Cyclical pattern of conjunctions ------------------------------ OK, from this database of 'observations' of Jupiter against Saturn how could the Babylonian astronomer suss out a pattern in the absence of any notion of a planetary system? It actually ends up being very simple. First, a few statistics. The interval between the first conjunction in -740 (taking only true conjunctions) and the last is quite 436.88 years. The number of conjunctions, counting a group of passes as one event, since -740 is 22. The number of circuits of the zodiac made by these conjunctions is 7.16 and these laps were made in reverse order of the zodiac. This third stat is a bit important, so listen up. The first conjunction occurs near 2-1/2h RA. The next, near 19-1/2h; the third, near 12h; the fourth, near 3-1/2h. That's one lap backwards in the zodiac. Stepping thru the list we come up with 7+. Then we have
(synodic period) = (total years)/(count of conj) = (436.88y) / (22) = 19.86 year
(synodic arc) = (count of circ)/(count of conj) = (-7.16) / (22) = -0.325 circle -> -7h 49m
The minus sign means the arc is stepped westward, backward, upstream along the zodiac.

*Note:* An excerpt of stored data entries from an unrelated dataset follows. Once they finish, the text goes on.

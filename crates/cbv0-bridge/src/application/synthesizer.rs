//! ReportSynthesizer: the bridge-side HID state machine.
//!
//! Applies decoded [`Command`]s to [`HidState`] and decides when each device's
//! report is written to the [`HidReportSink`]:
//!
//! | Device | When a report is written |
//! |--------|--------------------------|
//! | Keyboard | immediately, on every accepted key event |
//! | Mouse buttons | immediately, when the button mask changes |
//! | Mouse motion | on the next pacing tick, accumulated deltas drained at once |
//! | Gamepad | on the next pacing tick, only when something changed |
//!
//! Timed releases are queued in a [`DeferredQueue`] and executed from
//! [`poll`](ReportSynthesizer::poll); nothing in here ever sleeps.
//!
//! # Why does the keyboard skip pacing? (for beginners)
//!
//! A key event is rare compared to mouse motion or stick samples, and
//! collapsing two of them into one report would lose a keystroke (a press and
//! release inside the same tick would cancel out).  Mouse motion, on the other
//! hand, can be summed without losing anything, and only the latest gamepad
//! state matters, so both are safe to batch.

use std::sync::Arc;
use std::time::{Duration, Instant};

use cbv0_core::semantics::{resolve_key, GamepadButton, MouseButton};
use cbv0_core::{ActionOp, Command};
use thiserror::Error;
use tracing::{debug, info, trace, warn};

use crate::application::deferred::{ControlAction, DeferredAction, DeferredQueue};
use crate::application::pacer::Pacer;
use crate::domain::config::SynthesizerConfig;
use crate::domain::filters::{apply_deadzone, quantize_axis};
use crate::domain::hid_state::HidState;
use crate::domain::reports::{GamepadReport, KeyboardReport, MouseReport};

/// Error type for HID output writes.
#[derive(Debug, Error)]
pub enum SinkError {
    /// Writing a report to the endpoint failed.
    #[error("failed to write {endpoint} report: {source}")]
    Io {
        endpoint: &'static str,
        #[source]
        source: std::io::Error,
    },
    /// The endpoint could not be used at all.
    #[error("output endpoint unavailable: {0}")]
    Unavailable(String),
}

/// Destination of finished HID reports.
///
/// The production implementation writes to the USB gadget endpoints; tests
/// use a recording sink or a mockall mock.
#[cfg_attr(test, mockall::automock)]
pub trait HidReportSink: Send + Sync {
    /// Writes one 8-byte keyboard report.
    fn send_keyboard(&self, report: &KeyboardReport) -> Result<(), SinkError>;

    /// Writes one 3-byte mouse report.
    fn send_mouse(&self, report: &MouseReport) -> Result<(), SinkError>;

    /// Writes one 7-byte gamepad report.
    fn send_gamepad(&self, report: &GamepadReport) -> Result<(), SinkError>;
}

/// The HID state machine and its output schedule.
pub struct ReportSynthesizer {
    state: HidState,
    config: SynthesizerConfig,
    sink: Arc<dyn HidReportSink>,
    deferred: DeferredQueue,
    pacer: Pacer,
    restart_requested: bool,
}
//! Dry-run sink: logs every report instead of writing it to a device.
//!
//! Selected with `[output] kind = "log"` or `--dry-run`, for running the
//! bridge on a machine without USB gadget support.  Keyboard reports are
//! also spelled out as key names (`ctrl+c`) so a dry run is readable.

use cbv0_core::semantics::{key_name, modifier_name};
use tracing::info;

use crate::application::synthesizer::{HidReportSink, SinkError};
use crate::domain::reports::{GamepadReport, KeyboardReport, MouseReport};

#[derive(Debug, Default)]
pub struct LogSink;

/// Held modifiers then held keys, joined with `+`.  Empty when nothing is
/// held; an unlisted usage ID is shown in hex.
fn describe_keys(report: &KeyboardReport) -> String {
    let modifiers = (0..8)
        .map(|shift| 1u8 << shift)
        .filter(|bit| report.modifiers & bit != 0)
        .map(|bit| modifier_name(bit).map_or_else(|| format!("mod{bit:#04x}"), str::to_string));
    let keys = report
        .keys
        .iter()
        .filter(|&&usage| usage != 0)
        .map(|&usage| key_name(usage).map_or_else(|| format!("{usage:#04x}"), str::to_string));
    modifiers.chain(keys).collect::<Vec<_>>().join("+")
}

impl HidReportSink for LogSink {
    fn send_keyboard(&self, report: &KeyboardReport) -> Result<(), SinkError> {
        info!(bytes = ?report.as_bytes(), keys = %describe_keys(report), "keyboard");
        Ok(())
    }

    fn send_mouse(&self, report: &MouseReport) -> Result<(), SinkError> {
        info!(bytes = ?report.as_bytes(), "mouse");
        Ok(())
    }

    fn send_gamepad(&self, report: &GamepadReport) -> Result<(), SinkError> {
        info!(bytes = ?report.as_bytes(), "gamepad");
        Ok(())
    }
}
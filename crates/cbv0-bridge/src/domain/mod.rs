//! Domain layer: HID state, report layouts, stick filters, and synthesizer
//! settings.  Pure types with no I/O.

pub mod config;
pub mod filters;
pub mod hid_state;
pub mod reports;

pub use config::SynthesizerConfig;
pub use hid_state::{GamepadState, HidState, KeyboardState, MouseState};
pub use reports::{GamepadReport, KeyboardReport, MouseReport};
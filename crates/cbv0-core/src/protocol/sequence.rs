//! Thread-safe 16-bit sequence counter for outbound frames.
//!
//! # What is the sequence number for? (for beginners)
//!
//! Every CBv0 frame carries a 16-bit sequence number assigned by the sender.
//! Unlike a TCP sequence number it is **purely informational**: the bridge
//! never reorders, acknowledges, or deduplicates frames by it.  It exists so
//! that a packet capture or a debug log can show gaps and reordering on a
//! lossy Wi-Fi link.
//!
//! # Thread safety
//!
//! Several input-producing contexts (a touch handler, a gamepad overlay, a
//! keyboard widget) may encode frames concurrently.  The counter uses an
//! `AtomicU16` so two callers can both call `next()` simultaneously without
//! a lock and without ever receiving the same value.

use std::sync::atomic::{AtomicU16, Ordering};

/// A thread-safe, wrapping counter for CBv0 sequence numbers.
///
/// Sequence numbers start at 0 and increment by 1 with each call to [`next`].
/// The counter wraps from `u16::MAX` back to 0 without panicking.
///
/// [`next`]: SequenceCounter::next
///
/// # Examples
///
/// ```rust
/// use cbv0_core::protocol::SequenceCounter;
///
/// let counter = SequenceCounter::new();
/// assert_eq!(counter.next(), 0);
/// assert_eq!(counter.next(), 1);
/// ```
#[derive(Debug)]
pub struct SequenceCounter {
    inner: AtomicU16,
}

impl SequenceCounter {
    /// Creates a new counter starting at 0.
    pub fn new() -> Self {
        Self::starting_at(0)
    }

    /// Creates a counter whose first [`next`](Self::next) returns `first`.
    pub fn starting_at(first: u16) -> Self {
        Self {
            inner: AtomicU16::new(first),
        }
    }

    /// Returns the next sequence number and atomically increments the counter.
    ///
    /// `Ordering::Relaxed` is sufficient: the value is not used to publish
    /// any other memory to other threads.
    pub fn next(&self) -> u16 {
        // `fetch_add` wraps on overflow for atomics, so u16::MAX + 1 == 0.
        self.inner.fetch_add(1, Ordering::Relaxed)
    }

    /// Returns the value the next call to [`next`](Self::next) will produce.
    pub fn current(&self) -> u16 {
        self.inner.load(Ordering::Relaxed)
    }
}

impl Default for SequenceCounter {
    fn default() -> Self {
        Self::new()
    }
}
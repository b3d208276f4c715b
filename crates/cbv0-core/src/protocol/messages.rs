//! Typed CBv0 commands and their payload layouts.
//!
//! Payload shapes (little-endian):
//!
//! | Type | Code | Payload |
//! |------|------|---------|
//! | KEY | 1 | `[op:u8][keyLen:u8][keyBytes:ASCII×keyLen]` |
//! | MOUSE_DELTA | 2 | `[dx:i16][dy:i16]` (2-byte variant: `[op:u8][side:u8]` trigger action) |
//! | MOUSE_BTN | 3 | `[op:u8][buttonId:u8]` |
//! | GP_BUTTON | 4 | `[op:u8][buttonId:u8]` |
//! | GP_STICK | 5 | `[side:u8][x:i16][y:i16]` |
//! | GP_TRIGGER | 6 | `[side:u8][value:u8]` |

use serde::{Deserialize, Serialize};
use thiserror::Error;

/// Type byte used by clients to carry an untranslatable legacy text line.
///
/// It is deliberately *not* a [`MessageType`], so the bridge reaches the
/// payload through its printable-ASCII fallback.
pub const LEGACY_TEXT_KIND: u8 = 0x00;

/// Longest key name a KEY payload can carry (the length prefix is one byte).
pub const MAX_KEY_NAME_LEN: usize = u8::MAX as usize;

// ── Message type codes ────────────────────────────────────────────────────────

/// Recognized frame type bytes.
#[derive(Debug, Clone, Copy, PartialEq, Eq, Hash, Serialize, Deserialize)]
#[repr(u8)]
pub enum MessageType {
    Key = 1,
    MouseDelta = 2,
    MouseButton = 3,
    GamepadButton = 4,
    GamepadStick = 5,
    GamepadTrigger = 6,
}

impl TryFrom<u8> for MessageType {
    type Error = ();

    fn try_from(value: u8) -> Result<Self, ()> {
        match value {
            1 => Ok(MessageType::Key),
            2 => Ok(MessageType::MouseDelta),
            3 => Ok(MessageType::MouseButton),
            4 => Ok(MessageType::GamepadButton),
            5 => Ok(MessageType::GamepadStick),
            6 => Ok(MessageType::GamepadTrigger),
            _ => Err(()),
        }
    }
}

// ── Shared field enums ────────────────────────────────────────────────────────

/// What to do with a key or button.  Shared by KEY, MOUSE_BTN and GP_BUTTON.
#[derive(Debug, Clone, Copy, PartialEq, Eq, Hash, Serialize, Deserialize)]
#[repr(u8)]
pub enum ActionOp {
    /// Press and keep pressed until an explicit release.
    Hold = 0,
    /// Release.
    Release = 1,
    /// Press, then release automatically after a short interval.
    Press = 2,
}

impl TryFrom<u8> for ActionOp {
    type Error = ();

    fn try_from(value: u8) -> Result<Self, ()> {
        match value {
            0 => Ok(ActionOp::Hold),
            1 => Ok(ActionOp::Release),
            2 => Ok(ActionOp::Press),
            _ => Err(()),
        }
    }
}

/// Left or right stick / trigger.
#[derive(Debug, Clone, Copy, PartialEq, Eq, Hash, Serialize, Deserialize)]
#[repr(u8)]
pub enum Side {
    Left = 0,
    Right = 1,
}

impl TryFrom<u8> for Side {
    type Error = ();

    fn try_from(value: u8) -> Result<Self, ()> {
        match value {
            0 => Ok(Side::Left),
            1 => Ok(Side::Right),
            _ => Err(()),
        }
    }
}

// ── Commands ──────────────────────────────────────────────────────────────────

/// One logical input event, before serialization or after decoding.
#[derive(Debug, Clone, PartialEq, Eq, Serialize, Deserialize)]
pub enum Command {
    /// Keyboard key identified by its vocabulary name (see [`crate::semantics::keys`]).
    KeyEvent { op: ActionOp, key: String },
    /// Relative pointer movement in counts.
    MouseDelta { dx: i16, dy: i16 },
    /// Mouse button by bit index (0 left, 1 right, 2 middle).
    MouseButton { op: ActionOp, button: u8 },
    /// Gamepad button by logical id 0–15 (12–15 are the D-pad).
    GamepadButton { op: ActionOp, button: u8 },
    /// Full-scale signed stick position.
    GamepadStick { side: Side, x: i16, y: i16 },
    /// Analog trigger position, 0 released to 255 fully pulled.
    GamepadTrigger { side: Side, value: u8 },
    /// Digital trigger action carried by the 2-byte MOUSE_DELTA variant.
    TriggerAction { op: ActionOp, side: Side },
}

impl Command {
    /// The frame type byte this command is carried under.
    pub fn message_type(&self) -> MessageType {
        match self {
            Command::KeyEvent { .. } => MessageType::Key,
            Command::MouseDelta { .. } | Command::TriggerAction { .. } => MessageType::MouseDelta,
            Command::MouseButton { .. } => MessageType::MouseButton,
            Command::GamepadButton { .. } => MessageType::GamepadButton,
            Command::GamepadStick { .. } => MessageType::GamepadStick,
            Command::GamepadTrigger { .. } => MessageType::GamepadTrigger,
        }
    }
}

// ── Errors ────────────────────────────────────────────────────────────────────

/// A payload that does not fit its type's shape, or a command that cannot be
/// serialized.
#[derive(Debug, Clone, Error, PartialEq, Eq)]
pub enum PayloadError {
    /// The payload length is not one of the accepted sizes for its type.
    #[error("{kind:?} payload has {actual} bytes, expected {expected}")]
    WrongLength {
        kind: MessageType,
        expected: &'static str,
        actual: usize,
    },

    #[error("unknown op byte: {0}")]
    UnknownOp(u8),

    #[error("unknown side byte: {0}")]
    UnknownSide(u8),

    /// The KEY length prefix disagrees with the bytes that follow it.
    #[error("key name length {declared} does not match {available} remaining bytes")]
    KeyNameLength { declared: usize, available: usize },

    #[error("key name is not ASCII")]
    NonAsciiKeyName,

    #[error("key name is empty")]
    EmptyKeyName,

    /// Encode side: the name does not fit behind a one-byte length prefix.
    #[error("key name of {0} bytes exceeds {MAX_KEY_NAME_LEN}")]
    KeyNameTooLong(usize),
}

// ── Payload encoding ──────────────────────────────────────────────────────────

/// Serializes the type-specific payload of `cmd`.
///
/// # Errors
///
/// Fails only for key names that are empty, non-ASCII, or longer than
/// [`MAX_KEY_NAME_LEN`].
pub fn encode_payload(cmd: &Command) -> Result<Vec<u8>, PayloadError> {
    let mut buf = Vec::with_capacity(8);
    match cmd {
        Command::KeyEvent { op, key } => {
            validate_key_name(key)?;
            buf.push(*op as u8);
            buf.push(key.len() as u8);
            buf.extend_from_slice(key.as_bytes());
        }
        Command::MouseDelta { dx, dy } => {
            buf.extend_from_slice(&dx.to_le_bytes());
            buf.extend_from_slice(&dy.to_le_bytes());
        }
        Command::MouseButton { op, button } | Command::GamepadButton { op, button } => {
            buf.push(*op as u8);
            buf.push(*button);
        }
        Command::GamepadStick { side, x, y } => {
            buf.push(*side as u8);
            buf.extend_from_slice(&x.to_le_bytes());
            buf.extend_from_slice(&y.to_le_bytes());
        }
        Command::GamepadTrigger { side, value } => {
            buf.push(*side as u8);
            buf.push(*value);
        }
        Command::TriggerAction { op, side } => {
            buf.push(*op as u8);
            buf.push(*side as u8);
        }
    }
    Ok(buf)
}

fn validate_key_name(key: &str) -> Result<(), PayloadError> {
    if key.is_empty() {
        return Err(PayloadError::EmptyKeyName);
    }
    if !key.is_ascii() {
        return Err(PayloadError::NonAsciiKeyName);
    }
    if key.len() > MAX_KEY_NAME_LEN {
        return Err(PayloadError::KeyNameTooLong(key.len()));
    }
    Ok(())
}

// ── Payload decoding ──────────────────────────────────────────────────────────

/// Parses the payload of a frame whose type byte is `kind`.
///
/// # Errors
///
/// Returns [`PayloadError`] when the payload does not have the shape `kind`
/// requires, or a field carries an out-of-range enum value.
pub fn decode_payload(kind: MessageType, p: &[u8]) -> Result<Command, PayloadError> {
    match kind {
        MessageType::Key => decode_key(p),
        MessageType::MouseDelta => match p.len() {
            4 => Ok(Command::MouseDelta {
                dx: i16::from_le_bytes([p[0], p[1]]),
                dy: i16::from_le_bytes([p[2], p[3]]),
            }),
            // Older clients reuse MOUSE_DELTA with a 2-byte body for triggers.
            2 => Ok(Command::TriggerAction {
                op: read_op(p[0])?,
                side: read_side(p[1])?,
            }),
            actual => Err(wrong_length(kind, "4 (or 2)", actual)),
        },
        MessageType::MouseButton => {
            require_exact(kind, p, 2)?;
            Ok(Command::MouseButton {
                op: read_op(p[0])?,
                button: p[1],
            })
        }
        MessageType::GamepadButton => {
            require_exact(kind, p, 2)?;
            Ok(Command::GamepadButton {
                op: read_op(p[0])?,
                button: p[1],
            })
        }
        MessageType::GamepadStick => {
            require_exact(kind, p, 5)?;
            Ok(Command::GamepadStick {
                side: read_side(p[0])?,
                x: i16::from_le_bytes([p[1], p[2]]),
                y: i16::from_le_bytes([p[3], p[4]]),
            })
        }
        MessageType::GamepadTrigger => {
            require_exact(kind, p, 2)?;
            Ok(Command::GamepadTrigger {
                side: read_side(p[0])?,
                value: p[1],
            })
        }
    }
}

fn decode_key(p: &[u8]) -> Result<Command, PayloadError> {
    if p.len() < 3 {
        return Err(wrong_length(MessageType::Key, "at least 3", p.len()));
    }
    let op = read_op(p[0])?;
    let declared = p[1] as usize;
    let name = &p[2..];
    if declared != name.len() {
        return Err(PayloadError::KeyNameLength {
            declared,
            available: name.len(),
        });
    }
    if !name.is_ascii() {
        return Err(PayloadError::NonAsciiKeyName);
    }
    // ASCII is always valid UTF-8.
    let key = String::from_utf8_lossy(name).into_owned();
    Ok(Command::KeyEvent { op, key })
}

// ── Utility helpers ───────────────────────────────────────────────────────────

fn require_exact(kind: MessageType, p: &[u8], len: usize) -> Result<(), PayloadError> {
    if p.len() == len {
        Ok(())
    } else {
        Err(PayloadError::WrongLength {
            kind,
            expected: match len {
                2 => "2",
                5 => "5",
                _ => "fixed size",
            },
            actual: p.len(),
        })
    }
}

fn wrong_length(kind: MessageType, expected: &'static str, actual: usize) -> PayloadError {
    PayloadError::WrongLength {
        kind,
        expected,
        actual,
    }
}

fn read_op(byte: u8) -> Result<ActionOp, PayloadError> {
    ActionOp::try_from(byte).map_err(|_| PayloadError::UnknownOp(byte))
}

fn read_side(byte: u8) -> Result<Side, PayloadError> {
    Side::try_from(byte).map_err(|_| PayloadError::UnknownSide(byte))
}

// ── Tests ─────────────────────────────────────────────────────────────────────
//! Application layer of the client: deciding which frames carry a command
//! line.

pub mod encode_line;

pub use encode_line::{plan_line, ClientEncoder, LinePlan};
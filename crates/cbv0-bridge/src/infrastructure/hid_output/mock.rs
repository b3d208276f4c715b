//! Recording HID sink for tests.
//!
//! # Why a recording sink?
//!
//! The gadget sink writes to `/dev/hidgN` character devices that only exist
//! on a board configured as a USB device.  `RecordingSink` keeps every report
//! in memory instead, so tests can assert exactly what the host would have
//! received and in what order.
//!
//! ```ignore
//! let sink = Arc::new(RecordingSink::new());
//! let mut synth = ReportSynthesizer::new(SynthesizerConfig::default(), sink.clone());
//!
//! synth.apply(&Command::KeyEvent { op: ActionOp::Hold, key: "a".into() }, now);
//!
//! assert_eq!(sink.keyboard_reports()[0].keys[0], 0x04);
//! ```
//!
//! Set `should_fail` to make every write return [`SinkError::Unavailable`].

use std::sync::Mutex;

use crate::application::synthesizer::{HidReportSink, SinkError};
use crate::domain::reports::{GamepadReport, KeyboardReport, MouseReport};

/// One written report, in write order across all three endpoints.
#[derive(Debug, Clone, Copy, PartialEq, Eq)]
pub enum SentReport {
    Keyboard(KeyboardReport),
    Mouse(MouseReport),
    Gamepad(GamepadReport),
}

#[derive(Debug, Default)]
pub struct RecordingSink {
    pub sent: Mutex<Vec<SentReport>>,
    /// When `true`, every write fails and nothing is recorded.
    pub should_fail: bool,
}

impl RecordingSink {
    pub fn new() -> Self {
        Self::default()
    }

    pub fn failing() -> Self {
        Self {
            should_fail: true,
            ..Self::default()
        }
    }

    /// Every report written so far.
    pub fn all(&self) -> Vec<SentReport> {
        self.sent.lock().map(|v| v.clone()).unwrap_or_default()
    }

    pub fn is_empty(&self) -> bool {
        self.all().is_empty()
    }

    pub fn keyboard_reports(&self) -> Vec<KeyboardReport> {
        self.all()
            .into_iter()
            .filter_map(|r| match r {
                SentReport::Keyboard(k) => Some(k),
                _ => None,
            })
            .collect()
    }

    pub fn mouse_reports(&self) -> Vec<MouseReport> {
        self.all()
            .into_iter()
            .filter_map(|r| match r {
                SentReport::Mouse(m) => Some(m),
                _ => None,
            })
            .collect()
    }

    pub fn gamepad_reports(&self) -> Vec<GamepadReport> {
        self.all()
            .into_iter()
            .filter_map(|r| match r {
                SentReport::Gamepad(g) => Some(g),
                _ => None,
            })
            .collect()
    }

    fn record(&self, report: SentReport) -> Result<(), SinkError> {
        if self.should_fail {
            return Err(SinkError::Unavailable("mock failure".to_string()));
        }
        if let Ok(mut sent) = self.sent.lock() {
            sent.push(report);
        }
        Ok(())
    }
}

impl HidReportSink for RecordingSink {
    fn send_keyboard(&self, report: &KeyboardReport) -> Result<(), SinkError> {
        self.record(SentReport::Keyboard(*report))
    }

    fn send_mouse(&self, report: &MouseReport) -> Result<(), SinkError> {
        self.record(SentReport::Mouse(*report))
    }

    fn send_gamepad(&self, report: &GamepadReport) -> Result<(), SinkError> {
        self.record(SentReport::Gamepad(*report))
    }
}

#[cfg(test)]
mod tests {
    use super::*;

    #[test]
    fn test_records_in_write_order() {
        // Arrange
        let sink = RecordingSink::new();

        // Act
        sink.send_mouse(&MouseReport::default()).unwrap();
        sink.send_keyboard(&KeyboardReport::default()).unwrap();

        // Assert
        assert_eq!(
            sink.all(),
            vec![
                SentReport::Mouse(MouseReport::default()),
                SentReport::Keyboard(KeyboardReport::default()),
            ]
        );
    }

    #[test]
    fn test_failing_sink_records_nothing() {
        let sink = RecordingSink::failing();
        assert!(sink.send_gamepad(&GamepadReport::neutral()).is_err());
        assert!(sink.is_empty());
    }
}
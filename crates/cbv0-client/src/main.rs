//! cbv0-send: send one command line to a CBv0 bridge.
//!
//! # Usage
//!
//! ```text
//! cbv0-send [OPTIONS] <TOKENS>...
//!
//! Options:
//!   -b, --bridge <ADDR>   Bridge UDP address [default: 127.0.0.1:9001]
//!       --raw             Send the line as one legacy-text frame
//!
//! Examples:
//!   cbv0-send MOUSE_LEFT_DOWN WAIT_50 MOUSE_LEFT_UP
//!   cbv0-send --bridge 192.168.7.2:9001 LS:0.5,-1
//! ```
//!
//! The tokens are joined with `,` into one line, exactly as a touch client
//! would send it.
//!
//! # Environment variable overrides
//!
//! | Variable       | Flag        |
//! |----------------|-------------|
//! | `CBV0_BRIDGE`  | `--bridge`  |

use std::net::SocketAddr;

use anyhow::Context;
use clap::Parser;
use tracing::info;
use tracing_subscriber::EnvFilter;

use cbv0_client::infrastructure::udp_sender::FrameSender;

/// Sends a legacy command line to a CBv0 bridge.
#[derive(Debug, Parser)]
#[command(
    name = "cbv0-send",
    about = "Encodes a touch command line as CBv0 frames and sends it to a bridge",
    version
)]
struct Cli {
    /// UDP address of the bridge.
    #[arg(short, long, default_value = "127.0.0.1:9001", env = "CBV0_BRIDGE")]
    bridge: SocketAddr,

    /// Send the line as one legacy-text frame instead of typed frames.
    #[arg(long)]
    raw: bool,

    /// Command tokens, e.g. `MOUSE_LEFT_DOWN WAIT_50 MOUSE_LEFT_UP`.
    #[arg(required = true, trailing_var_arg = true, allow_hyphen_values = true)]
    tokens: Vec<String>,
}

impl Cli {
    fn line(&self) -> String {
        self.tokens.join(",")
    }
}

#[tokio::main(flavor = "current_thread")]
async fn main() -> anyhow::Result<()> {
    tracing_subscriber::fmt()
        .with_env_filter(
            EnvFilter::try_from_default_env().unwrap_or_else(|_| EnvFilter::new("warn")),
        )
        .init();

    let cli = Cli::parse();
    let line = cli.line();
    let sender = FrameSender::connect(cli.bridge)
        .await
        .with_context(|| format!("cannot reach bridge at {}", cli.bridge))?;

    if cli.raw {
        sender.send_raw_line(&line).await?;
        info!("sent 1 raw frame");
    } else {
        let frames = sender.send_line(&line).await?;
        info!("sent {frames} frame(s)");
    }
    Ok(())
}

// ── Tests ─────────────────────────────────────────────────────────────────────

#[cfg(test)]
mod tests {
    use super::*;

    #[test]
    fn test_tokens_are_joined_into_one_line() {
        let cli = Cli::parse_from(["cbv0-send", "MOUSE_LEFT_DOWN", "WAIT_50", "MOUSE_LEFT_UP"]);
        assert_eq!(cli.line(), "MOUSE_LEFT_DOWN,WAIT_50,MOUSE_LEFT_UP");
        assert_eq!(cli.bridge, "127.0.0.1:9001".parse().unwrap());
        assert!(!cli.raw);
    }

    #[test]
    fn test_negative_stick_values_are_not_flags() {
        let cli = Cli::parse_from(["cbv0-send", "--raw", "LS:-0.5,-1"]);
        assert!(cli.raw);
        assert_eq!(cli.line(), "LS:-0.5,-1");
    }

    #[test]
    fn test_bridge_address_override() {
        let cli = Cli::parse_from(["cbv0-send", "--bridge", "10.0.0.2:7000", "PING"]);
        assert_eq!(cli.bridge, "10.0.0.2:7000".parse().unwrap());
    }

    #[test]
    fn test_tokens_are_required() {
        assert!(Cli::try_parse_from(["cbv0-send"]).is_err());
    }
}
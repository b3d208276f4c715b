//! The command vocabulary shared by the encode and decode paths: key names,
//! gamepad and mouse button names, stick aliases, and the translator from
//! legacy tokens to typed commands.

pub mod gamepad;
pub mod keys;
pub mod mouse;
pub mod translate;

pub use gamepad::{hat_from_dpad, stick_side, GamepadButton, HAT_CENTERED};
pub use keys::{key_name, modifier_name, resolve_key, HidKeyCode, KeyBinding};
pub use mouse::MouseButton;
pub use translate::{translate, DELTA_GAIN};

No orbital concepts ----------------- Note very well that there is nothing of a theory of orbit around the Sun, Earth, Alcyone nor any use of cycles or revolutions. In fact, to the Babyklonian astronomer the overall behavior of Jupiter and Saturn, not pertaining to their mutual meetings, is not defined. It was the Greeks who first conceived of a continuous motion for the planets and devised models for simulating it. Hence, Jupiter-Saturn conjunctions occur every 19.86 years with each being 7h 49m westward in the zodiac. And this is essentially what we get by the modern method involving orbital motion.